▸ Exercise prompt: Could you restate word for word every line of the records below, from the first one to the one holding "static SPACE_AFTER_OPEN: LazyLock<Regex>"?

-.-.-

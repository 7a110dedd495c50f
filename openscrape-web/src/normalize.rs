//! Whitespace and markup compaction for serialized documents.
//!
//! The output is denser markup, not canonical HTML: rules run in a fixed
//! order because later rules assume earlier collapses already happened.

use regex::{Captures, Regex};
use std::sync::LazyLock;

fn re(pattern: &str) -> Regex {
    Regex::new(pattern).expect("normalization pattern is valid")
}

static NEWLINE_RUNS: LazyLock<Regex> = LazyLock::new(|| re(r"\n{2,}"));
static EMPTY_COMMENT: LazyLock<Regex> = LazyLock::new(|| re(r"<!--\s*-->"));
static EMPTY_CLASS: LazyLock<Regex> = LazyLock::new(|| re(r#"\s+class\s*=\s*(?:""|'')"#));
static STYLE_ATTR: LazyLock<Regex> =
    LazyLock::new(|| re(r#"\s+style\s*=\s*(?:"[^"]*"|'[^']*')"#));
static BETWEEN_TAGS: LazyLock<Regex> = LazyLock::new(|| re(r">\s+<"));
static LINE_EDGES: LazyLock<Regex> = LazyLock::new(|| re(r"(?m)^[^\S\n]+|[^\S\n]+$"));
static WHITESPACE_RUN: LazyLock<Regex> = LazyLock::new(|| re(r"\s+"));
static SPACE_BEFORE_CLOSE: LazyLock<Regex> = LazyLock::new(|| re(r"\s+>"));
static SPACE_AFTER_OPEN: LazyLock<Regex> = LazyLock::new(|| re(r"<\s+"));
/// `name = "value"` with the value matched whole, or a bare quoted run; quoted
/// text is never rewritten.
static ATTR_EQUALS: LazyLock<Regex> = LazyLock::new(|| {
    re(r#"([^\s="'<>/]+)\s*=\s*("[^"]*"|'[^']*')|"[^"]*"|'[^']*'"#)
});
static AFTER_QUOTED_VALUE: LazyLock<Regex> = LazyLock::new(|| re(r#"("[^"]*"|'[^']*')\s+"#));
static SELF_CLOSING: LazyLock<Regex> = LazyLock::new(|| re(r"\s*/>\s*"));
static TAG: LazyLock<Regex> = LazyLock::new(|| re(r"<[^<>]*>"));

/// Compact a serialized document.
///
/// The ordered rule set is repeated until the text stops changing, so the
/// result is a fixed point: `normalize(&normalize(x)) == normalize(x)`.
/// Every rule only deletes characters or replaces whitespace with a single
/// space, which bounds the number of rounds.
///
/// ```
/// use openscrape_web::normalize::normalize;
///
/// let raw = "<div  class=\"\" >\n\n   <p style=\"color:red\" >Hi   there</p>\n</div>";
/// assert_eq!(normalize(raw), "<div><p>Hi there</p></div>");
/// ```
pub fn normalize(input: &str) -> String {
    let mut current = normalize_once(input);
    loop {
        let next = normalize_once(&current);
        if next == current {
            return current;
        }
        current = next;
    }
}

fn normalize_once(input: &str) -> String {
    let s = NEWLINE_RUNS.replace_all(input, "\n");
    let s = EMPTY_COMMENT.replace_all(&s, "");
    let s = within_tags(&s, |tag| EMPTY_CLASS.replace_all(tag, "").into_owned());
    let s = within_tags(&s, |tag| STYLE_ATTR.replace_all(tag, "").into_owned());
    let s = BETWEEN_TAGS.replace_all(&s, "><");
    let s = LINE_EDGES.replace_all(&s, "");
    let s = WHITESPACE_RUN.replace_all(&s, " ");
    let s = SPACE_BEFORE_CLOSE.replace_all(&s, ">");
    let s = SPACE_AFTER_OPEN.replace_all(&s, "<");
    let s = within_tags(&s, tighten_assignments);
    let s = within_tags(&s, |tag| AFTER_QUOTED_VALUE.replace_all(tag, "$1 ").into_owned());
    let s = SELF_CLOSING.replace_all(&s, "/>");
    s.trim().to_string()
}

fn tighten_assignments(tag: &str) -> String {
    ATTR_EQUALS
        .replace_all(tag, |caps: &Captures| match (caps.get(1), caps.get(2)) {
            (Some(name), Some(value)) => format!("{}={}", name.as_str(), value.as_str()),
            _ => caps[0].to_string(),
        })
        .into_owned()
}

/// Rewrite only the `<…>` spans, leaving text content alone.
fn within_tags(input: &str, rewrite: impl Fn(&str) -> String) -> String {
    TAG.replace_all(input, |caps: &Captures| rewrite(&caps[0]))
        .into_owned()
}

-.-.-

▸ Exercise result:
repository 7a110dedd495c50f
filename openscrape-web/src/normalize.rs
//! Whitespace and markup compaction for serialized documents.
//!
//! The output is denser markup, not canonical HTML: rules run in a fixed
//! order because later rules assume earlier collapses already happened.

use regex::{Captures, Regex};
use std::sync::LazyLock;

fn re(pattern: &str) -> Regex {
    Regex::new(pattern).expect("normalization pattern is valid")
}

static NEWLINE_RUNS: LazyLock<Regex> = LazyLock::new(|| re(r"\n{2,}"));
static EMPTY_COMMENT: LazyLock<Regex> = LazyLock::new(|| re(r"<!--\s*-->"));
static EMPTY_CLASS: LazyLock<Regex> = LazyLock::new(|| re(r#"\s+class\s*=\s*(?:""|'')"#));
static STYLE_ATTR: LazyLock<Regex> =
    LazyLock::new(|| re(r#"\s+style\s*=\s*(?:"[^"]*"|'[^']*')"#));
static BETWEEN_TAGS: LazyLock<Regex> = LazyLock::new(|| re(r">\s+<"));
static LINE_EDGES: LazyLock<Regex> = LazyLock::new(|| re(r"(?m)^[^\S\n]+|[^\S\n]+$"));
static WHITESPACE_RUN: LazyLock<Regex> = LazyLock::new(|| re(r"\s+"));
static SPACE_BEFORE_CLOSE: LazyLock<Regex> = LazyLock::new(|| re(r"\s+>"));
static SPACE_AFTER_OPEN: LazyLock<Regex> = LazyLock::new(|| re(r"<\s+"));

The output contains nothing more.